場面を問わずサクッと使えて快適なPOV.1.5

 最後にPOV.1.5の使用感を少々。

 やはり、カメラ部とレコーダー部がセパレートという点が良い。各ユニットの取り付け位置の自由度の高さがあると同時に、カメラ部をどの位置に付けてもレコーダー部でほとんどの操作を行えるのが実用的。また、カメラの向き調節が多くの状況下で非常に容易だ───たとえばヘルメットの上にカメラを付けても、手元のレコーダー部を見つつカメラ向き動かし、傾いたりしていない映像が撮れるように調節することもたやすい。

 ただ、POV.1.5のカラー液晶は屋外でも超見やすい!! ってホドのレベルでもない。ときには画面上に手でちょいと影を作ってやらないと……というシチュエーションもある。

 また、カメラ部/レコーダー部の分離はナイスだが、実使用上、カメラ部、レコーダー部、ケーブルをそれぞれ扱うことになる。ので、セッティングがちょっとタルいというのはある。でも使用中の快適さを考えると、その程度のタルさは大したコトはない気がする。

 それと、細かいことだが、マイクがカメラ部とレコーダー部をつなぐケーブル上にあるというのも良い。カメラから60cmくらいのところのケーブル上にマイクがあるのだが、このれによりカメラ部が受ける振動などが録音されにくく、比較的にクリアな音声となる。ケーブルが緩衝材となってノイズを拾いにくくなる感じですな。工夫して風防を付けたりしつつマイク部を空中に浮かせるようにセットすれば、さらに高音質の録画ができると思う。

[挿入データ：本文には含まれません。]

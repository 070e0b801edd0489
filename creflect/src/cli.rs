//! Command-line interface definitions for creflect.

use clap::{Parser, ValueEnum};
use creflect_core::OutputFormat;
use std::path::PathBuf;

/// creflect - generate name lookup tables for annotated C enumerations
#[derive(Parser, Debug)]
#[command(name = "creflect")]
#[command(author, version, about, long_about = None)]
pub struct Cli {
    /// Source file to scan for annotated enums
    pub input: PathBuf,

    /// Path to creflect.toml configuration file
    #[arg(short, long, env = "CREFLECT_CONFIG")]
    pub config: Option<PathBuf>,

    /// Write generated code to this file instead of stdout
    #[arg(short, long)]
    pub output: Option<PathBuf>,

    /// Annotation macro name (overrides config file)
    #[arg(long)]
    pub annotation: Option<String>,

    /// Output format (overrides config file)
    #[arg(long, value_enum)]
    pub format: Option<Format>,

    /// Enable verbose logging on stderr (-v, -vv, -vvv for increasing verbosity)
    #[arg(short, long, action = clap::ArgAction::Count)]
    pub verbose: u8,

    /// Suppress all log output except errors
    #[arg(short, long, conflicts_with = "verbose")]
    pub quiet: bool,
}

#[derive(Copy, Clone, Debug, PartialEq, Eq, ValueEnum)]
pub enum Format {
    /// Declarations followed by C name tables
    C,
    /// JSON description of the reflected enums
    Json,
}

impl From<Format> for OutputFormat {
    fn from(format: Format) -> Self {
        match format {
            Format::C => OutputFormat::C,
            Format::Json => OutputFormat::Json,
        }
    }
}

impl Cli {
    /// Log filter used when `RUST_LOG` is not set.
    pub fn log_level(&self) -> &'static str {
        if self.quiet {
            return "error";
        }
        match self.verbose {
            0 => "warn",
            1 => "info",
            2 => "debug",
            _ => "trace",
        }
    }
}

 レコーダー部のユーザーインターフェイスも使いやすい。今時的なデジタルガジェットとしては素っ気ないボタン類や表示/メニュー類だが、数度扱えばストレスなくクイックに設定などを変更していくことができる。

レコーダー部には7個のボタンがある。下段が電源ボタン。中段が左から、再生/停止ボタン、録画/録画停止ボタン、セッティングボタン。上段は、セッティングボタン押下後に画面下部に現れる表示に対応したソフトキーとなる。表示はセッティングボタン押下直後のものソフトキーの右、NXT(NEXTですな)にあたるボタンを押ていくと、設定する項目が変わっていく。表示は解像度変更の項目ですな。ボタン押下と表示の応答性は良好。操作時のレスポンス的なストレスはほとんどない選択した項目の内容を変更する場合は、ソフトキー中央、SELECTにあたるボタンを押し、必要に応じて左右のソフトキー(PREV/NXT)を押す。わりと直感的に理解しやすいユーザーインターフェースだ。しかしこのフォント、視認性が悪い

 というわけでPOV.1.5、拙者的には十分満足できた。繰り返すが、せっかく撮るならハイビジョン!! という考えはある。んだが、それ以前に汎用的なオンボードカメラとしての扱いやすさを持つPOV.1.5。小型のカメラ部+液晶モニタ付きレコーダ部というスタイルがオンボードカメラの王道のように思う。